The Nikon S9300
Point-and-shoots have certainly come a long way since their initial days when 4x zoom was all you got and still the price tags were as heavy as they are today. The evolution will continue till almost every point and shoot will be really affordable and have super-zoom lenses. The Nikon Coolpix S9300 is a modest update to 2011's S9100. It's basically the same camera, but with increased resolution -- 16 megapixels up from 12 -- and built-in GPS for geotagging your photos. The latter comes in handy for travel or if you just like to see where you've shot, while the former is mostly for marketing. There are a couple other minor changes, but unless you really want GPS, there's no reason to upgrade or be upset that you didn't wait. For first-time buyers, though, the S9300 is a very good camera geared for snapshooters with fast performance for a compact megazoom.
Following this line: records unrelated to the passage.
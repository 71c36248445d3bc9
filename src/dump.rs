//! JSON-lines dump adapter.
//!
//! The production bundle codec is an external collaborator; what this crate
//! ships is an offline surface the binary can actually run against: a
//! partition is a directory holding `nodes.jsonl` and `refs.jsonl`, one
//! record per line. Ids may be 32-digit hex or arbitrary external strings
//! (mapped through [`NodeId::parse`], so the same dump resolves to the same
//! ids on every run).
//!
//! Reading streams line by line and never materializes the partition.
//! Repairs do materialize it (the dump store is sized for exports, not for
//! the live store); edited files are written to a temp file and renamed so
//! a crashed fix pass never leaves a half-written dump.

use std::collections::BTreeMap;
use std::fs::{self, File};
use std::io::{BufRead, BufReader, BufWriter, Write};
use std::path::{Path, PathBuf};
use std::sync::RwLock;

use serde::{Deserialize, Serialize};
use tracing::warn;

use crate::error::{CheckError, Result};
use crate::id::NodeId;
use crate::record::{NodeRecord, RefRecord};
use crate::source::{PartitionSource, StoreAdapter};

const NODES_FILE: &str = "nodes.jsonl";
const REFS_FILE: &str = "refs.jsonl";

/// Directory name conventionally holding the version-history partition.
pub const VERSION_PARTITION: &str = "version";

// ── Line formats ───────────────────────────────────────────────────

#[derive(Serialize, Deserialize)]
struct DumpNode {
    id: String,
    #[serde(default, skip_serializing_if = "Option::is_none")]
    parent: Option<String>,
    #[serde(default, skip_serializing_if = "Vec::is_empty")]
    children: Vec<String>,
    #[serde(default, skip_serializing_if = "Vec::is_empty")]
    references: Vec<String>,
}

#[derive(Serialize, Deserialize)]
struct DumpRef {
    src: String,
    dst: String,
}

fn parse_node(line: &str) -> Result<NodeRecord> {
    let raw: DumpNode = serde_json::from_str(line)?;
    let parent = match raw.parent {
        Some(p) => NodeId::parse(&p)?,
        None => NodeId::NO_PARENT,
    };
    Ok(NodeRecord {
        id: NodeId::parse(&raw.id)?,
        parent,
        children: raw
            .children
            .iter()
            .map(|c| NodeId::parse(c))
            .collect::<Result<_>>()?,
        references: raw
            .references
            .iter()
            .map(|r| NodeId::parse(r))
            .collect::<Result<_>>()?,
    })
}

fn parse_ref(line: &str) -> Result<RefRecord> {
    let raw: DumpRef = serde_json::from_str(line)?;
    Ok(RefRecord {
        src: NodeId::parse(&raw.src)?,
        dst: NodeId::parse(&raw.dst)?,
    })
}

// ── Writing ────────────────────────────────────────────────────────

/// Write a full partition dump. Used by the fix path and by test fixtures.
pub fn write_partition(dir: &Path, nodes: &[NodeRecord], refs: &[RefRecord]) -> Result<()> {
    fs::create_dir_all(dir)?;
    write_atomic(&dir.join(NODES_FILE), nodes.iter().map(|n| {
        serde_json::to_string(&DumpNode {
            id: n.id.to_string(),
            parent: if n.parent.is_no_parent() {
                None
            } else {
                Some(n.parent.to_string())
            },
            children: n.children.iter().map(NodeId::to_string).collect(),
            references: n.references.iter().map(NodeId::to_string).collect(),
        })
    }))?;
    write_atomic(&dir.join(REFS_FILE), refs.iter().map(|r| {
        serde_json::to_string(&DumpRef {
            src: r.src.to_string(),
            dst: r.dst.to_string(),
        })
    }))
}

/// Write lines to `<path>.tmp`, then rename over `path`.
fn write_atomic<I>(path: &Path, lines: I) -> Result<()>
where
    I: Iterator<Item = serde_json::Result<String>>,
{
    let tmp = path.with_extension("jsonl.tmp");
    {
        let mut out = BufWriter::new(File::create(&tmp)?);
        for line in lines {
            out.write_all(line?.as_bytes())?;
            out.write_all(b"\n")?;
        }
        out.flush()?;
    }
    fs::rename(&tmp, path)?;
    Ok(())
}

// ── Partition ──────────────────────────────────────────────────────

/// One dump directory, acting as both record source and repair target.
pub struct DumpPartition {
    name: String,
    dir: PathBuf,
    historical: bool,
    /// Materialized edit state; loaded on the first repair primitive call,
    /// written back by `flush`.
    edits: RwLock<Option<DumpState>>,
}

struct DumpState {
    nodes: BTreeMap<NodeId, NodeRecord>,
    refs: Vec<RefRecord>,
}

impl DumpPartition {
    /// Open one partition directory. The node file must exist; the
    /// reference file is optional (many workspaces carry no references).
    pub fn open(dir: impl Into<PathBuf>) -> Result<Self> {
        let dir = dir.into();
        let name = dir
            .file_name()
            .map(|n| n.to_string_lossy().into_owned())
            .unwrap_or_else(|| dir.display().to_string());
        if !dir.join(NODES_FILE).is_file() {
            return Err(CheckError::PartitionNotFound(name));
        }
        Ok(Self {
            historical: name == VERSION_PARTITION,
            name,
            dir,
            edits: RwLock::new(None),
        })
    }

    /// Enumerate partition subdirectories of a store dump, sorted by name.
    pub fn discover(store_dir: &Path) -> Result<Vec<Self>> {
        let mut partitions = Vec::new();
        let mut entries: Vec<PathBuf> = fs::read_dir(store_dir)?
            .filter_map(|e| e.ok().map(|e| e.path()))
            .filter(|p| p.is_dir() && p.join(NODES_FILE).is_file())
            .collect();
        entries.sort();
        for dir in entries {
            partitions.push(Self::open(dir)?);
        }
        Ok(partitions)
    }

    fn visit_lines<T>(
        &self,
        file: &str,
        parse: impl Fn(&str) -> Result<T>,
        visit: &mut dyn FnMut(T),
    ) -> Result<()> {
        let path = self.dir.join(file);
        if !path.is_file() {
            return Ok(());
        }
        let reader = BufReader::new(File::open(&path)?);
        let mut skipped = 0usize;
        for (lineno, line) in reader.lines().enumerate() {
            // An unreadable line is a broken record: skip it and let the
            // absent node cascade into downstream findings.
            let line = match line {
                Ok(l) => l,
                Err(e) => {
                    warn!("{}: unreadable line {} in {file}: {e}", self.name, lineno + 1);
                    skipped += 1;
                    continue;
                }
            };
            if line.trim().is_empty() {
                continue;
            }
            match parse(&line) {
                Ok(record) => visit(record),
                Err(e) => {
                    warn!("{}: bad record at {file}:{}: {e}", self.name, lineno + 1);
                    skipped += 1;
                }
            }
        }
        if skipped > 0 {
            warn!("{}: skipped {skipped} unreadable records in {file}", self.name);
        }
        Ok(())
    }

    fn with_state<R>(&self, f: impl FnOnce(&mut DumpState) -> Result<R>) -> Result<R> {
        let mut guard = self.edits.write().unwrap();
        if guard.is_none() {
            let mut nodes = BTreeMap::new();
            self.visit_lines(NODES_FILE, parse_node, &mut |n: NodeRecord| {
                nodes.insert(n.id, n);
            })?;
            let mut refs = Vec::new();
            self.visit_lines(REFS_FILE, parse_ref, &mut |r: RefRecord| refs.push(r))?;
            *guard = Some(DumpState { nodes, refs });
        }
        // Populated above; the fallback state is never constructed.
        let state = guard.get_or_insert_with(|| DumpState {
            nodes: BTreeMap::new(),
            refs: Vec::new(),
        });
        f(state)
    }
}

impl PartitionSource for DumpPartition {
    fn name(&self) -> &str {
        &self.name
    }

    fn node_count(&self) -> Option<u64> {
        // Counting would mean a full extra pass over the dump.
        None
    }

    fn ref_count(&self) -> Option<u64> {
        None
    }

    fn historical(&self) -> bool {
        self.historical
    }

    fn accept_nodes(&self, visit: &mut dyn FnMut(NodeRecord)) -> Result<()> {
        self.visit_lines(NODES_FILE, parse_node, visit)
    }

    fn accept_refs(&self, visit: &mut dyn FnMut(RefRecord)) -> Result<()> {
        self.visit_lines(REFS_FILE, parse_ref, visit)
    }
}

impl StoreAdapter for DumpPartition {
    fn destroy(&self, id: NodeId) -> Result<()> {
        self.with_state(|state| match state.nodes.remove(&id) {
            Some(_) => Ok(()),
            None => Err(CheckError::NodeNotFound(id)),
        })
    }

    fn load_bundle(&self, id: NodeId) -> Result<NodeRecord> {
        self.with_state(|state| {
            state
                .nodes
                .get(&id)
                .cloned()
                .ok_or(CheckError::NodeNotFound(id))
        })
    }

    fn store_bundle(&self, record: NodeRecord) -> Result<()> {
        self.with_state(|state| {
            if !state.nodes.contains_key(&record.id) {
                return Err(CheckError::NodeNotFound(record.id));
            }
            state.nodes.insert(record.id, record);
            Ok(())
        })
    }

    fn remove_reference(&self, src: NodeId, dst: NodeId) -> Result<()> {
        self.with_state(|state| {
            state.refs.retain(|r| !(r.src == src && r.dst == dst));
            Ok(())
        })
    }

    fn flush(&self) -> Result<()> {
        let guard = self.edits.read().unwrap();
        let Some(state) = guard.as_ref() else {
            return Ok(());
        };
        let nodes: Vec<NodeRecord> = state.nodes.values().cloned().collect();
        write_partition(&self.dir, &nodes, &state.refs)
    }
}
Overall photo quality from the S9300 is very good, suitable for prints up to 8x10 and Web use. At full size they don't look good, though, so its 16-megapixel resolution isn't a reason to buy. Though its sensitivity settings run from ISO 125 to ISO 3200, the S9300 produces the best results below ISO 400. Regardless of sensitivity, photos appear somewhat soft and benefit from sharpening with photo-editing software. There's a Fixed Range Auto option that will limit you to ISO 125-400 or ISO 125-800; I recommend using the former outdoors and latter indoors when possible. Colours produced by the S9300 are good up to ISO 800; above that and colours look desaturated and muddy. Nikon adds some extra control over hue (colour tone) and vividness (saturation), with adjustable sliders if you're not happy with Nikon's processing. The slider settings get stored in the camera's memory for the Auto mode, so they stay even if you power the camera off. Exposure is consistently good, too, but if you want to bring out some details lost in shadows, Nikon's D-Lighting feature can be used in Playback mode.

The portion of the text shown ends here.